Kamlesh Lachham Nagarkoti (born 28 December 1999) is an Indian cricketer. He made his List A debut for Rajasthan in the 2016–17 Vijay Hazare Trophy on 26 February 2017. Two days later, he took the first-ever hat-trick for Rajasthan in List A cricket, in the Vijay Hazare Trophy match against Gujarat.

Nagarkoti's father was a subedar in the Indian Army. He utilized his retirement corpus to buy a one-bedroom apartment in Jaipur so his son could learn to play cricket. Nagarkoti's childhood coach was Surendra Singh Rathod.

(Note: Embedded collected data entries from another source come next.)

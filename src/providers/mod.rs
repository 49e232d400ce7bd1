//! Provider traits and implementations.
//!
//! Providers are the seams between the core and its external
//! collaborators: the graph store, the outbound message dispatcher,
//! and the clock. The engines depend on these traits only; the
//! runtime supplies concrete implementations.
//!
//! This enables:
//! - **Testing**: in-memory mocks run the whole protocol suite at
//!   memory speed with a controllable clock
//! - **Production**: Dgraph over HTTP, SMTP, provider gateways
//! - **Development**: console dispatcher that logs instead of sending

pub mod clock;
pub mod console;
pub mod dispatcher;
pub mod smtp;
pub mod store;
pub mod webhook;

pub use clock::{Clock, SystemClock};
pub use console::ConsoleDispatcher;
pub use dispatcher::{DispatchReceipt, MessageDispatcher};
pub use smtp::SmtpDispatcher;
pub use store::GraphStore;
pub use webhook::WebhookDispatcher;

In December 2017, he was named in India's squad for the 2018 Under-19 Cricket World Cup. In January 2018, he was bought by the Kolkata Knight Riders in the 2018 IPL auction for ₹3.2 crores. However, he did not play a match due to injury concerns. Despite that, he was retained for the next season. Just ahead of the 2019 Indian Premier League he was again ruled out of the tournament due to back injury.

In November 2019, he was named in India's squad for the 2019 ACC Emerging Teams Asia Cup in Bangladesh. He made his Twenty20 debut for the Kolkata Knight Riders in the 2020 Indian Premier League on 26 September 2020.

On 26 October 2020, Nagarkoti was named as one of four additional bowlers to travel with the India cricket team for their tour to Australia. However, on 9 November 2020, Nagarkoti, was ruled out of the tour due to the management of his workload.

In February 2022, he was bought by the Delhi Capitals in the auction for the 2022 Indian Premier League tournament. He made his first-class debut on 24 February 2022, for Rajasthan in the 2021–22 Ranji Trophy.